Bedrückend, grausam und düster: das ist Babel
BabelBabel ist düster, Babel ist grausam. In Analogie zum Turmbau zu Babel entwirft Rebecca F. Kuang den fiktiven Turm Babel im historischen Oxford im Jahr 1936. Hier verbinden sich die Schicksale vierer junger ...
Babel ist düster, Babel ist grausam. In Analogie zum Turmbau zu Babel entwirft Rebecca F. Kuang den fiktiven Turm Babel im historischen Oxford im Jahr 1936. Hier verbinden sich die Schicksale vierer junger Menschen zum ersten Mal, als der gebürtige Kantonese Robin, der indischstämmige Ramy, die Haitianerin Victoire und die Britin Letty am "Royal Institute of Translation" der "University of Oxford" aufeinandertreffen. Es ist die Blütezeit des britischen Imperiums.

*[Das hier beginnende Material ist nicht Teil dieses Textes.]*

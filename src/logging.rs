use tracing_subscriber::EnvFilter;

/// Initialise logging. Defaults to `info`; with `debug` set the level is
/// `debug` and `RUST_LOG` may override it.
pub fn init(debug: bool) {
    let filter = if debug {
        EnvFilter::try_from_default_env().unwrap_or_else(|_| EnvFilter::new("debug"))
    } else {
        EnvFilter::new("info")
    };

    let _ = tracing_subscriber::fmt().with_env_filter(filter).try_init();
}
// Stroke renderer: contact points in, line segments on the canvas out.
// Visual: the black line follows your finger/mouse while you hold it down.

use crate::input::{ContactEvent, ContactKind, ContactPoint};
use crate::surface::Surface;
use crate::types::Point;

/// Pen state for the stroke in progress.
#[derive(Debug, Clone, Copy, PartialEq, Default)]
pub enum PenState {
    /// Not touching; the next contact starts a new stroke.
    #[default]
    Idle,
    /// Touching; `last` is where the previous segment ended (surface-local).
    Drawing { last: Point },
}

impl PenState {
    pub fn is_drawing(&self) -> bool {
        matches!(self, PenState::Drawing { .. })
    }
}

/// What the caller has to do after feeding an event.
#[derive(Debug, Clone, Copy, PartialEq)]
pub enum StrokeStep {
    /// Pen moved (or was placed); keep going.
    Continue(PenState),
    /// Contact lifted: the stroke is finished and should be committed.
    /// Carries the pen after `end`.
    Finished(PenState),
    /// Event carried nothing we could use.
    Ignored(PenState),
}

/// Map a device coordinate onto the surface using where it sits right now.
pub fn to_surface_local<S: Surface + ?Sized>(surface: &S, contact: ContactPoint) -> Point {
    let rect = surface.bounding_rect();
    Point::new(contact.client_x - rect.left, contact.client_y - rect.top)
}

/// Start or continue a stroke at `point` (surface-local).
/// The first point only places the pen; later points paint a segment.
pub fn begin_or_continue<S: Surface + ?Sized>(pen: PenState, point: Point, surface: &mut S) -> PenState {
    if let PenState::Drawing { last } = pen {
        surface.draw_line(last, point);
    }
    PenState::Drawing { last: point }
}

/// Lift the pen. The returned state is always `Idle`.
pub fn end(pen: PenState) -> PenState {
    if !pen.is_drawing() {
        tracing::trace!("contact end without an active stroke");
    }
    PenState::Idle
}

/// Feed one contact event through the pen.
///
/// Only the first reported contact drives the pen; any extra fingers are
/// ignored. Start/move events that are consumed get their platform default
/// suppressed.
pub fn handle_contact<S: Surface + ?Sized>(
    pen: PenState,
    event: &mut ContactEvent,
    surface: &mut S,
) -> StrokeStep {
    match event.kind {
        ContactKind::Start | ContactKind::Move => {
            let Some(&contact) = event.contacts.first() else {
                return StrokeStep::Ignored(pen);
            };
            event.prevent_default();
            let point = to_surface_local(surface, contact);
            StrokeStep::Continue(begin_or_continue(pen, point, surface))
        }
        ContactKind::End => StrokeStep::Finished(end(pen)),
    }
}
// Contact events (touch-style) and a mouse → contact adapter.
// Visual: pressing, dragging and releasing the left button becomes
// start / move / end, exactly like a single finger on a touch screen.

/// Which phase of a contact the event reports.
#[derive(Debug, Clone, Copy, PartialEq, Eq)]
pub enum ContactKind {
    Start,
    Move,
    End,
}

/// One finger (or the mouse) in device/window coordinates.
#[derive(Debug, Clone, Copy, PartialEq)]
pub struct ContactPoint {
    pub client_x: f32,
    pub client_y: f32,
}

impl ContactPoint {
    pub const fn new(client_x: f32, client_y: f32) -> Self {
        Self { client_x, client_y }
    }
}

/// A contact event plus its "suppress the platform gesture" flag.
#[derive(Debug, Clone, PartialEq)]
pub struct ContactEvent {
    pub kind: ContactKind,
    /// Active contacts, in the order the platform reported them.
    pub contacts: Vec<ContactPoint>,
    default_prevented: bool,
}

impl ContactEvent {
    pub fn new(kind: ContactKind, contacts: Vec<ContactPoint>) -> Self {
        Self { kind, contacts, default_prevented: false }
    }

    pub fn start(x: f32, y: f32) -> Self {
        Self::new(ContactKind::Start, vec![ContactPoint::new(x, y)])
    }

    pub fn moved(x: f32, y: f32) -> Self {
        Self::new(ContactKind::Move, vec![ContactPoint::new(x, y)])
    }

    /// Lifting the last finger leaves no active contacts.
    pub fn end() -> Self {
        Self::new(ContactKind::End, Vec::new())
    }

    /// Keep the platform from scrolling/zooming on this event.
    pub fn prevent_default(&mut self) {
        self.default_prevented = true;
    }

    pub fn default_prevented(&self) -> bool {
        self.default_prevented
    }
}

/// Turns polled mouse state into contact events.
#[derive(Debug, Default)]
pub struct PointerTracker {
    was_down: bool,
    last: Option<(f32, f32)>,
}

impl PointerTracker {
    /// Feed this frame's button state and cursor position.
    /// Returns at most one event per frame.
    pub fn poll(&mut self, down: bool, pos: Option<(f32, f32)>) -> Option<ContactEvent> {
        let event = match (self.was_down, down, pos) {
            (false, true, Some((x, y))) => Some(ContactEvent::start(x, y)),
            // Button went down off-window: wait until we know where.
            (false, true, None) => return None,
            (true, true, Some((x, y))) if self.last != Some((x, y)) => {
                Some(ContactEvent::moved(x, y))
            }
            (true, false, _) => Some(ContactEvent::end()),
            _ => None,
        };
        self.was_down = down;
        self.last = pos;
        event
    }

    #[cfg(test)]
    pub fn is_down(&self) -> bool {
        self.was_down
    }
}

Von Beginn an stehen die Themen Kolonialismus und Rassismus, aber auch Feminismus im Vordergrund, da diese zum einen die Beweggründe und Handlungsmotive der vier Protagonist:innen prägen, zum anderen aber der Autorin Raum geben, sich vor einem realen historischen Hintergrund - den Opiumkriegen zwischen England und China - kritisch mit diesen auseinanderzusetzen. Diese Auseinandersetzung fand sowohl in den Dialogen und Diskussionen der Protagonist:innen als auch in den toll recherchierten, akademisch anmutenden Fußnoten Einklang. Für mich eine Besonderheit, da ich zuvor noch keine Fußnoten in Romanen angetroffen habe. All die genannten Themen verknüpft die Autorin unter dem Hauptaspekt der Übersetzung und schafft somit mit dem Übersetzungsinstitut Babel einen äußerst zwiegespaltenen Handlungsort, in dem Wissenschaft und Forschung einhergehen mit Ausbeutung, Unterdrückung und Abhängigkeitsverhältnissen. Meiner Meinung nach darf "Babel" zukünftig gerne als Archetyp eines Dark Academia-Settings gelten!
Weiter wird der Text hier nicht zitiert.